The war room came about in the wake of the Cambridge Analytica controversy and the realization that Russians used the platform to try to influence the 2016 presidential election. It basically consisted of a strategic response team staffed with employees from across the company’s many divisions and offshoots, including reportedly reps from WhatsApp, Instagram, threat intelligence, data science, legal and more, all banding together, Voltron-like, in the hopes of stopping election tampering. War room workers monitored the viral spread of articles across the internet, worked with fact checkers to debunk memes and stories, nudged misinformation down newsfeeds (but not banning fake news outright on principle), looked for suspicious spikes in spam and hate speech, and kept an eye on memes or posts aimed at voter suppression.
They were pretty good at their job, too, according to Bloomberg, helping fight the spread of misinformation during the recent Brazilian presidential election and coordinating Facebook’s response to election-related issues as they arose, including putting together a rapid response to an FBI tip about potential Russian activity, which Bloomberg notes would have “previously taken the company longer to address.” While Facebook is still trying to find its way through the prickly crossroads between politics and social media, they think the war room is pretty effective, so effective that they are going to expand the program in the future.
Bloomberg reported this morning that the election war room was disbanded–but the move is only a temporary one, according to a Facebook rep. The team was disbanded and the resources freed up since the U.S. midterms and the Brazilian election are over. When the next election cycle begins, Facebook plans to get the war room band back together. “Our war room effort is focused specifically on elections-related issues and is designed to rapidly respond to threats such as voter suppression efforts and civic-related misinformation,” a Facebook spokesperson told Fast Company. “It was an effective effort during the recent U.S. and Brazil elections, and we are planning to expand the effort going forward for elections around the globe.”
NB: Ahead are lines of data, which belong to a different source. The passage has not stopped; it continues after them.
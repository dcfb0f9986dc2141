use serde::Serialize;
use serde_json::{Map, Value};

pub const VPC_COLUMNS: [&str; 5] = ["VpcId", "CidrBlock", "IsDefault", "State", "Tags"];

pub const SUBNET_COLUMNS: [&str; 6] = [
    "SubnetId",
    "VpcId",
    "CidrBlock",
    "AvailabilityZone",
    "State",
    "MapPublicIpOnLaunch",
];

/// One element of the `vpcs` or `subnets` array.
///
/// Fields are kept as raw JSON values; nothing beyond the rendered columns is
/// ever inspected.
#[derive(Clone, Debug, Default, PartialEq, Serialize)]
#[serde(transparent)]
pub struct Record(Map<String, Value>);

impl Record {
    /// Non-object array elements carry no fields and render as blank rows.
    pub fn from_value(value: Value) -> Self {
        match value {
            Value::Object(fields) => Self(fields),
            _ => Self::default(),
        }
    }

    pub fn get(&self, field: &str) -> Option<&Value> {
        self.0.get(field)
    }

    pub fn fields(&self) -> &Map<String, Value> {
        &self.0
    }
}

#[derive(Clone, Debug, Default, PartialEq, Serialize)]
pub struct InventoryDocument {
    pub timestamp: String,
    #[serde(rename = "vpcCount", skip_serializing_if = "Option::is_none")]
    pub vpc_count: Option<u64>,
    #[serde(rename = "subnetCount", skip_serializing_if = "Option::is_none")]
    pub subnet_count: Option<u64>,
    pub vpcs: Vec<Record>,
    pub subnets: Vec<Record>,
}

#[derive(Clone, Copy, Debug, PartialEq, Eq)]
pub struct MissingArrays;

/// Checks the shape of a parsed response body and lifts it into a document.
///
/// Both `vpcs` and `subnets` must be arrays; anything else (including a
/// non-object top-level value) is rejected as a whole.
pub fn from_json(value: Value) -> Result<InventoryDocument, MissingArrays> {
    let Value::Object(mut root) = value else {
        return Err(MissingArrays);
    };
    let vpcs = match root.remove("vpcs") {
        Some(Value::Array(items)) => items,
        _ => return Err(MissingArrays),
    };
    let subnets = match root.remove("subnets") {
        Some(Value::Array(items)) => items,
        _ => return Err(MissingArrays),
    };

    let timestamp = match root.remove("timestamp") {
        None | Some(Value::Null) => String::new(),
        Some(Value::String(s)) => s,
        Some(other) => other.to_string(),
    };

    Ok(InventoryDocument {
        timestamp,
        vpc_count: root.get("vpcCount").and_then(Value::as_u64),
        subnet_count: root.get("subnetCount").and_then(Value::as_u64),
        vpcs: vpcs.into_iter().map(Record::from_value).collect(),
        subnets: subnets.into_iter().map(Record::from_value).collect(),
    })
}
use std::process::exit;

use colored::Colorize;

fn main() {
    if let Err(e) = vpcview::app::run_cli() {
        eprintln!("{} {}", "error:".bold().red(), e);
        exit(1);
    }
}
This statement was seconded by Facebook’s VP of Product Guy Rosen on Twitter:
I think we might be splitting hairs here, bottom line is the war room we built originally for the US midterms and for Brazil was effective. Going forward we’re expanding not disbanding the effort.
— Guy Rosen (@guyro) November 26, 2018
The war room will be operational ahead of major events, and it still stands. It was effective for our work in both the Brazil and US elections which is why it’s going to be expanded, not disbanded.
— Guy Rosen (@guyro) November 26, 2018
The headline is incorrect. The war room was effective and we’re not disbanding it, we’re going to do more things like this.